Problem details – Search the data for the word "CartItem". Reproduce every line where it is found.

====== Data extract ======

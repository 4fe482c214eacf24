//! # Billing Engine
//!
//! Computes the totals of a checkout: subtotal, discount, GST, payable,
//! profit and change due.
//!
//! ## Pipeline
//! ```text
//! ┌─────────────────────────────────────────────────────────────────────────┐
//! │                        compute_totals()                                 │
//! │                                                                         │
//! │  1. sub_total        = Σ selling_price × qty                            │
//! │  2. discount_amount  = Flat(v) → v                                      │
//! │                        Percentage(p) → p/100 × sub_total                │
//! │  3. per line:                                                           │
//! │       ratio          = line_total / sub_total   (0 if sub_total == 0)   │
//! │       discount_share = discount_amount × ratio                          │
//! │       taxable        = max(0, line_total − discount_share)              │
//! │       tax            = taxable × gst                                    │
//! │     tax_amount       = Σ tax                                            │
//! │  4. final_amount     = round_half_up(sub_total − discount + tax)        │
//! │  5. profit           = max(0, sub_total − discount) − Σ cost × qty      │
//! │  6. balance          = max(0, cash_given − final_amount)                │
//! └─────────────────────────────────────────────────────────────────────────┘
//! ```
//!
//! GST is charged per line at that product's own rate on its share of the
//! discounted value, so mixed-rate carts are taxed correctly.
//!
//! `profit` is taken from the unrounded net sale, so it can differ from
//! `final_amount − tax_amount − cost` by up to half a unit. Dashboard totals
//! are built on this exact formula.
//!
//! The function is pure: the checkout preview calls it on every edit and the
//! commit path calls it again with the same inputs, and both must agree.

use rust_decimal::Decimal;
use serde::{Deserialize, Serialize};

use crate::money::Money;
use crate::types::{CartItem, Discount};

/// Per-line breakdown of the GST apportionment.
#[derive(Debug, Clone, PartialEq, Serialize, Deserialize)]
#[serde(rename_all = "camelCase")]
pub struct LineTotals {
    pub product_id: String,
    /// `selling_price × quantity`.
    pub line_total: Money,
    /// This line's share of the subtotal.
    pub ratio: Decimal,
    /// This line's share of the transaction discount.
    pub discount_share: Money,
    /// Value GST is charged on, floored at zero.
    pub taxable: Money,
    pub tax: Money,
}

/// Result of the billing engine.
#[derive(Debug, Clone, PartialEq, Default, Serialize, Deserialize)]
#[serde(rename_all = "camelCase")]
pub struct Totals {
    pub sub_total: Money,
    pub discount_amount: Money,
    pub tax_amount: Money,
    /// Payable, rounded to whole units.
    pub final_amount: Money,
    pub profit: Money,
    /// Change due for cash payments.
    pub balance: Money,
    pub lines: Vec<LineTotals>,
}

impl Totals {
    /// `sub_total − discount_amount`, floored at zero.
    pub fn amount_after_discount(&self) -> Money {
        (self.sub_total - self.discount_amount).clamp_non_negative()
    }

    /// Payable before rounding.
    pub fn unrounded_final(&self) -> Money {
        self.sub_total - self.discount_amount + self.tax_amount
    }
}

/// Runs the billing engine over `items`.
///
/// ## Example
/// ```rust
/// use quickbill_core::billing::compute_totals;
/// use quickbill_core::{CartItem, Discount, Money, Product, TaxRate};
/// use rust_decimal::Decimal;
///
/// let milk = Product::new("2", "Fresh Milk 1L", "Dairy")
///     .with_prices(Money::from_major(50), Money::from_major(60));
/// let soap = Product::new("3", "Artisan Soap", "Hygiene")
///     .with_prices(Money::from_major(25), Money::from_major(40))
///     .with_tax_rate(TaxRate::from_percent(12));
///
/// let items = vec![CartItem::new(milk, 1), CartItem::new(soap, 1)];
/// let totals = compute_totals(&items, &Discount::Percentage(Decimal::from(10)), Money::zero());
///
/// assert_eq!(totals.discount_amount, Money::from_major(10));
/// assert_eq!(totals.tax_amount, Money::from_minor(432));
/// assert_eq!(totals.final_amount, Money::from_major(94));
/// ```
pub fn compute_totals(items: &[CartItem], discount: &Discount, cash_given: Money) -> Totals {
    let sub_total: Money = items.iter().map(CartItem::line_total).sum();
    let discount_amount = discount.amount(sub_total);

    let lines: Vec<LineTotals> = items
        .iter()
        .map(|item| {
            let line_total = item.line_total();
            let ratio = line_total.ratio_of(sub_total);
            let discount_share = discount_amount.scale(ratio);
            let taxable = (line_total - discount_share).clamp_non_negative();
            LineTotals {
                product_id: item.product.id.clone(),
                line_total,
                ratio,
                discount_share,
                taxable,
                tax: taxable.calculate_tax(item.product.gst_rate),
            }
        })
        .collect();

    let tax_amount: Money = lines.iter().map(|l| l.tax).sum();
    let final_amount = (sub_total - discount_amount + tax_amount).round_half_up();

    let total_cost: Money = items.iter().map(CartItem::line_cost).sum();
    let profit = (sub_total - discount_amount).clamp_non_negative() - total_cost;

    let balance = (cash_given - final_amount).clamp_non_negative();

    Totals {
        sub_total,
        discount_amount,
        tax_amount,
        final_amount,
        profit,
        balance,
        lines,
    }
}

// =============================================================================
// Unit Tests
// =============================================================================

======

Task answer –
use crate::types::{CartItem, Discount};
/// use quickbill_core::{CartItem, Discount, Money, Product, TaxRate};
/// let items = vec![CartItem::new(milk, 1), CartItem::new(soap, 1)];
pub fn compute_totals(items: &[CartItem], discount: &Discount, cash_given: Money) -> Totals {
    let sub_total: Money = items.iter().map(CartItem::line_total).sum();
    let total_cost: Money = items.iter().map(CartItem::line_cost).sum();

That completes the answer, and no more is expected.